* [MATERIAL FOR THIS TASK]:
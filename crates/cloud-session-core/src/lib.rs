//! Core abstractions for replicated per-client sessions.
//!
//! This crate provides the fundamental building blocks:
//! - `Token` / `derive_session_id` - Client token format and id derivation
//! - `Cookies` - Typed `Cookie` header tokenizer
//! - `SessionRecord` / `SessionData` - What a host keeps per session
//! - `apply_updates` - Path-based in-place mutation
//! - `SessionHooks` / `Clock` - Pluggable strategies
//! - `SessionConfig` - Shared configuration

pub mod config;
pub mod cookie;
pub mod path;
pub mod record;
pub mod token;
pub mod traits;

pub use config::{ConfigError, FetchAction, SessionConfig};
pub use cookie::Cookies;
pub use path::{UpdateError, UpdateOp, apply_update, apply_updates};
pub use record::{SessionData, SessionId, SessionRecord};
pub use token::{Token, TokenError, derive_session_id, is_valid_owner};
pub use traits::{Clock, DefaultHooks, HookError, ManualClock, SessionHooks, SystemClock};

* [WHAT TO WORK ON]: Quote the data above verbatim from its first line to the line that includes "pub mod path;", with both boundary lines retained.

* [TASK ANSWER]:
filename crates/cloud-session-core/src/lib.rs
//! Core abstractions for replicated per-client sessions.
//!
//! This crate provides the fundamental building blocks:
//! - `Token` / `derive_session_id` - Client token format and id derivation
//! - `Cookies` - Typed `Cookie` header tokenizer
//! - `SessionRecord` / `SessionData` - What a host keeps per session
//! - `apply_updates` - Path-based in-place mutation
//! - `SessionHooks` / `Clock` - Pluggable strategies
//! - `SessionConfig` - Shared configuration

pub mod config;
pub mod cookie;
pub mod path;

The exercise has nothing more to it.